Perlasca, la storia straordinaria di un eroe comasco. L’omaggio di Padova

Giorgio Perlasca, iniziative a Padova

Padova rende omaggio a un grande comasco. Si è aperta infatti ieri nella città veneta, a 25 anni dalla scomparsa, e proseguirà sino al 5 febbraio, nella Sala della Gran Guardia, la mostra di immagini “Budapest-Sulle orme di Giorgio Perlasca”. Fotografie che fanno parte di un reportage pubblicato sul “Corriere di Como”e poi donate alla Fondazione Perlasca. Al centro di quella ricerca, i luoghi della capitale ungherese in cui negli anni della guerra aveva agito il benemerito comasco.

Giorgio Perlasca, “Giusto tra le Nazioni”, nato a Como nel 1910 – esattamente in via Ferrari – ha vissuto per la maggior parte della sua vita a Padova.

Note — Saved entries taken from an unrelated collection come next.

use std::io::{self, ErrorKind, Read, Write};

/// Result of a full-buffer receive. `Closed` is an orderly peer shutdown
/// observed before the first byte of the requested transfer; it is not an
/// error and must not be retried.
#[derive(Debug, Clone, Copy, PartialEq, Eq)]
pub enum RecvOutcome {
    Complete,
    Closed,
}

/// Reads exactly `buf.len()` bytes, issuing as many underlying reads as the
/// transport needs. Interrupted reads are retried and never surfaced. A peer
/// close mid-transfer is a hard failure; a short transfer is never exposed.
pub fn recv_all<R: Read>(reader: &mut R, buf: &mut [u8]) -> io::Result<RecvOutcome> {
    let mut received = 0;
    while received < buf.len() {
        match reader.read(&mut buf[received..]) {
            Ok(0) => {
                if received == 0 {
                    return Ok(RecvOutcome::Closed);
                }
                return Err(io::Error::new(
                    ErrorKind::UnexpectedEof,
                    "peer closed mid-transfer",
                ));
            }
            Ok(n) => received += n,
            Err(err) if err.kind() == ErrorKind::Interrupted => continue,
            Err(err) => return Err(err),
        }
    }
    Ok(RecvOutcome::Complete)
}

/// Writes all of `buf`, retrying interrupted and short writes. A transport
/// that accepts zero bytes is reported as `WriteZero`.
pub fn send_all<W: Write>(writer: &mut W, buf: &[u8]) -> io::Result<()> {
    let mut sent = 0;
    while sent < buf.len() {
        match writer.write(&buf[sent..]) {
            Ok(0) => {
                return Err(io::Error::new(
                    ErrorKind::WriteZero,
                    "transport accepted no bytes",
                ));
            }
            Ok(n) => sent += n,
            Err(err) if err.kind() == ErrorKind::Interrupted => continue,
            Err(err) => return Err(err),
        }
    }
    Ok(())
}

Quella di Perlasca è una vicenda straordinaria: nell’inverno del 1944 a Budapest, capitale dell’Ungheria, fingendosi console spagnolo, riuscì a salvare dallo sterminio nazista oltre 5mila ebrei. Una storia a cui lo stesso Perlasca, negli anni, non ha fatto cenno alle persone a lui vicine, ed emersa quasi per caso alla fine degli anni ’80, quando un gruppo di donne riuscì a rintracciare l’uomo che aveva regalato loro la salvezza.

A quel punto, quanto fatto da Giorgio Perlasca venne alla luce e per lui arrivarono numerose onorificenze, tra cui il riconoscimento di Giusto tra le Nazioni in Israele. Nel 2002 la Rai gli ha dedicato il film tv “Per – lasca. Un eroe italiano”, con protagonista, nel ruolo del falso console, Luca Zingaretti.

«L’obiettivo della mostra – hanno spiegato Franco Perlasca e la moglie Luciana, che portano avanti la Fondazione – è di smuovere quelle coscienze che normalmente rimarrebbero indifferenti». Dopo l’inaugurazione, alla presenza del vicepresidente del consiglio regionale Bruno Pigozzo e del presidente della comunità ebraica di Padova, Davide Romanin Jacur, è stato presentato il libro “L’eroe invisibile”, con gli autori Luca Cognolato e Silvia del Francia.